Blue-winged Teal were once again seen migrating through in April. A Mute Swan was recording in March and a Horned Grebe was recorded in April; both new for the property. Virginia rail were recorded singing throughout the Marsh starting in March. An apparent decline in Sora was noted in the recordings and should be more closely monitored this year. There was only one recording of American Kestrel during this period. There are two Kestrel boxes installed and we are hoping again that this year we can attract a pair. Other species of note include: Black-billed Cuckoo, Semipalmated Plover, Glossy Ibis, Barred Owl, and Horned Lark.

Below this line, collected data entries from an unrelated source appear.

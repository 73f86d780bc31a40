use sea_orm::entity::prelude::*;

use super::sea_orm_active_enums::UserRole;

#[derive(Clone, Debug, PartialEq, Eq, DeriveEntityModel)]
#[sea_orm(table_name = "user")]
pub struct Model {
    #[sea_orm(primary_key)]
    pub id: i32,
    pub name: String,
    #[sea_orm(unique)]
    pub email: String,
    pub phone: Option<String>,
    pub password_hash: String,
    pub role: UserRole,
    pub created_at: DateTimeUtc,
}

#[derive(Copy, Clone, Debug, EnumIter, DeriveRelation)]
pub enum Relation {
    #[sea_orm(has_many = "super::salon_service::Entity")]
    SalonService,
}

impl Related<super::salon_service::Entity> for Entity {
    fn to() -> RelationDef {
        Relation::SalonService.def()
    }
}

impl ActiveModelBehavior for ActiveModel {}
use entity::prelude::*;
use sea_orm::{sea_query::TableCreateStatement, EntityTrait, Schema};

use crate::{context::TestContext, error::TestError};

/// Builder for creating test contexts with customizable database schemas.
///
/// Tables are created in the order they are added, so referenced tables must be added
/// before the tables holding foreign keys to them.
///
/// # Example
///
/// ```rust,ignore
/// use test_utils::builder::TestBuilder;
/// use entity::prelude::{User, SalonService};
///
/// let test = TestBuilder::new()
///     .with_table(User)
///     .with_table(SalonService)
///     .build()
///     .await?;
/// ```
pub struct TestBuilder {
    /// CREATE TABLE statements executed during `build()`.
    tables: Vec<TableCreateStatement>,
}

impl TestBuilder {
    /// Creates a new test builder with no tables configured.
    pub fn new() -> Self {
        Self { tables: Vec::new() }
    }

    /// Adds an entity table to the test database schema.
    ///
    /// Generates a CREATE TABLE statement from the provided SeaORM entity using SQLite
    /// backend syntax. The table is created when `build()` is called.
    ///
    /// # Arguments
    /// - `entity` - SeaORM entity implementing `EntityTrait`
    ///
    /// # Returns
    /// - `Self` - Builder instance for method chaining
    pub fn with_table<E: EntityTrait>(mut self, entity: E) -> Self {
        let schema = Schema::new(sea_orm::DbBackend::Sqlite);
        self.tables.push(schema.create_table_from_entity(entity));
        self
    }

    /// Adds every table an appointment depends on.
    ///
    /// Adds, in dependency order:
    /// - User
    /// - SalonService
    /// - Appointment
    pub fn with_booking_tables(self) -> Self {
        self.with_table(User)
            .with_table(SalonService)
            .with_table(Appointment)
    }

    /// Builds the test context and creates the configured tables.
    ///
    /// # Returns
    /// - `Ok(TestContext)` - Context with an in-memory database and all tables created
    /// - `Err(TestError::Database)` - Failed to connect or to create a table
    pub async fn build(self) -> Result<TestContext, TestError> {
        let mut context = TestContext::new();

        context.with_tables(self.tables).await?;

        Ok(context)
    }
}

impl Default for TestBuilder {
    fn default() -> Self {
        Self::new()
    }
}
pub use super::appointment::Entity as Appointment;
pub use super::salon_info::Entity as SalonInfo;
pub use super::salon_service::Entity as SalonService;
pub use super::user::Entity as User;
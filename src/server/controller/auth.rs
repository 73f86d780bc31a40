use axum::{extract::State, http::StatusCode, response::IntoResponse, Json};
use tower_sessions::Session;

use crate::{
    model::{
        api::ErrorDto,
        user::{LoginDto, RegisterUserDto, UserDto},
    },
    server::{
        error::AppError,
        middleware::{auth::AuthGuard, session::AuthSession},
        model::user::CreateUserParam,
        service::user::UserService,
        state::AppState,
    },
};

pub static AUTH_TAG: &str = "auth";

/// Register a client account and log it in.
///
/// # Returns
/// - `201 Created` - Account created; the session cookie now identifies the new user
/// - `400 Bad Request` - Missing name, malformed email, short password or email in use
#[utoipa::path(
    post,
    path = "/api/auth/register",
    tag = AUTH_TAG,
    request_body = RegisterUserDto,
    responses(
        (status = 201, description = "Account created and logged in", body = UserDto),
        (status = 400, description = "Invalid registration data", body = ErrorDto),
        (status = 500, description = "Internal server error", body = ErrorDto)
    ),
)]
pub async fn register(
    State(state): State<AppState>,
    session: Session,
    Json(payload): Json<RegisterUserDto>,
) -> Result<impl IntoResponse, AppError> {
    let user = UserService::new(&state.db)
        .create(CreateUserParam::from_register_dto(payload))
        .await?;

    AuthSession::new(&session).set_user_id(user.id).await?;

    Ok((StatusCode::CREATED, Json(user.into_dto())))
}

/// Log in with email and password.
///
/// # Returns
/// - `200 OK` - Logged in user; the session cookie is cycled
/// - `401 Unauthorized` - Unknown email or wrong password
#[utoipa::path(
    post,
    path = "/api/auth/login",
    tag = AUTH_TAG,
    request_body = LoginDto,
    responses(
        (status = 200, description = "Logged in", body = UserDto),
        (status = 401, description = "Invalid email or password", body = ErrorDto),
        (status = 500, description = "Internal server error", body = ErrorDto)
    ),
)]
pub async fn login(
    State(state): State<AppState>,
    session: Session,
    Json(payload): Json<LoginDto>,
) -> Result<impl IntoResponse, AppError> {
    let user = UserService::new(&state.db)
        .authenticate(&payload.email, &payload.password)
        .await?;

    AuthSession::new(&session).set_user_id(user.id).await?;

    tracing::info!(user_id = user.id, "User logged in");

    Ok((StatusCode::OK, Json(user.into_dto())))
}

#[utoipa::path(
    get,
    path = "/api/auth/logout",
    tag = AUTH_TAG,
    responses(
        (status = 204, description = "Session cleared")
    ),
)]
pub async fn logout(session: Session) -> Result<impl IntoResponse, AppError> {
    AuthSession::new(&session).clear().await;

    Ok(StatusCode::NO_CONTENT)
}

/// Get the logged in user.
#[utoipa::path(
    get,
    path = "/api/auth/user",
    tag = AUTH_TAG,
    responses(
        (status = 200, description = "Logged in user", body = UserDto),
        (status = 401, description = "Not logged in", body = ErrorDto),
        (status = 500, description = "Internal server error", body = ErrorDto)
    ),
)]
pub async fn get_user(
    State(state): State<AppState>,
    session: Session,
) -> Result<impl IntoResponse, AppError> {
    let user = AuthGuard::new(&state.db, &session).require(&[]).await?;

    Ok((StatusCode::OK, Json(user.into_dto())))
}
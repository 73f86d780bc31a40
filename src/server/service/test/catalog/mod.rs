use crate::server::{
    error::{auth::AuthError, validation::ValidationError, AppError},
    model::{
        salon_service::{CreateSalonServiceParam, UpdateSalonServiceParam},
        user::User,
    },
    service::catalog::CatalogService,
};
use entity::prelude::{SalonService, User as UserEntity};
use test_utils::{builder::TestBuilder, factory};

mod modify;

fn new_entry(staff_id: Option<i32>) -> CreateSalonServiceParam {
    CreateSalonServiceParam {
        name: "Manicure simples".to_string(),
        description: None,
        price: 35.0,
        duration: "45min".to_string(),
        staff_id,
        add_ons: Vec::new(),
    }
}
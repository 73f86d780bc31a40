//! Server-side API backend and business logic.
//!
//! The backend uses Axum as the web framework, SeaORM over SQLite for persistence and
//! `tower-sessions` for cookie-based login sessions.
//!
//! # Architecture
//!
//! - **Controller Layer** (`controller/`) - HTTP request handlers, access control, and DTO conversion
//! - **Service Layer** (`service/`) - Business rules, appointment conflict checks, outbound email and SMS
//! - **Data Layer** (`data/`) - Database operations and entity-to-domain model conversion
//! - **Model Layer** (`model/`) - Domain models and operation-specific parameter types
//! - **Error Layer** (`error/`) - Application error types and HTTP response mapping
//! - **Middleware** (`middleware/`) - Session wrapper and role-based access guard
//!
//! # Infrastructure
//!
//! - **Configuration** (`config`) - Environment-based application configuration
//! - **State** (`state`) - Shared application state (DB, senders, verification codes)
//! - **Startup** (`startup`) - Initialization of database, sessions, senders and the admin seed
//! - **Router** (`router`) - Route table and OpenAPI documentation
//! - **Util** (`util/`) - Password hashing and input validation
//!
//! # Request Flow
//!
//! 1. **Router** receives the request and routes it to a controller
//! 2. **Controller** resolves the logged in user through `AuthGuard` and converts the DTO
//! 3. **Service** validates input, applies business rules and calls repositories
//! 4. **Data** queries the database and converts entities to domain models
//! 5. **Controller** converts the domain model to a DTO and returns the response

pub mod config;
pub mod controller;
pub mod data;
pub mod error;
pub mod middleware;
pub mod model;
pub mod router;
pub mod service;
pub mod startup;
pub mod state;
pub mod util;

The beginning of Winter (December) saw 48 species recorded; 3 more than the previous year. Continuing with the winter invasion, a Black-capped Chickadee was observed along with continued Purple Finches and Pine Siskins.
Winter Season (Jan-Feb)
The Winter season came in with a count of 50 species, seven greater than the previous year. Great Marsh continued to host a wintering population of Rusty Blackbirds which are rare in Eastern Pennsylvania. Total populations of Rusty Blackbird have declined 85%-95% in the period between 1970-2010. Great Marsh has the unique habitat necessary to host wintering populations and favored areas include the NW sector of the Catfish pond and adjacent thickets and the wet woodlands south of the Spring pond. Other species of note include: American Kestrel, Eastern Phoebe, Fox Sparrow, and White-crowned Sparrow. Once again, a notable absence was a lack of Long-eared Owls of which wintering populations have been recorded annually. Habitat improvement efforts involving the planting of a new White Pine grove are planned for this year to sustain this species in the future.
Breeding Period (Jun-Jul)
The Breeding Period had a total of 66 species recorded; the same number as last year. There were four species recorded that were different from last year: Cooper’s Hawk (nested in the Pine Grove), American Kestrel (assumed to be nesting in the area, but not on GMI property), Warbling Vireo (assumed breeder along the creek), and Orchard Oriole (assumed breeder). The Great-blue Heron rookery continued in the lower marsh. Of special note, several electronically tagged Purple Martins were detected via the GMI MOTUS receiver. This was very encouraging and prompted GMI to apply for and receive a grant from the Purple Martin Conservation Association. We will be installing two purple martin housing units this spring in an attempt to establish a breeding colony on the property.
Fall Migration (Aug-Nov)
Fall Migration hosted a count of 117 species; significantly up from a count of 91 in the previous year. This is most likely due to better coverage in the upland woods between Rt 401 and the creek. This area is the best place to spot migrating warblers, flycatchers, etc. A post-breeding Great Egret once again took up residence from the first week in August into the first week of September. An Olive-sided Flycatcher was seen on August 30th and was a new species for the property. This species appeared to have an irruption year as several were spotted around the county. Blue-winged Teal stopped over on their migration south in good numbers. A March Wren was observed on October 1st. This is a species of special interest and more effort to needs to be put forth in the coming year to better understand their presence here. Several Lincoln’s Sparrows were sited along with a pair of Vesper Sparrows. Fall 2020 into Winter 2021 appears to be an invasion year for northern birds due to lower food supplies in Canada. This is a normal cyclical event species recorded include: Purple Finch, Red-breasted Nuthatch, and Pine Siskin.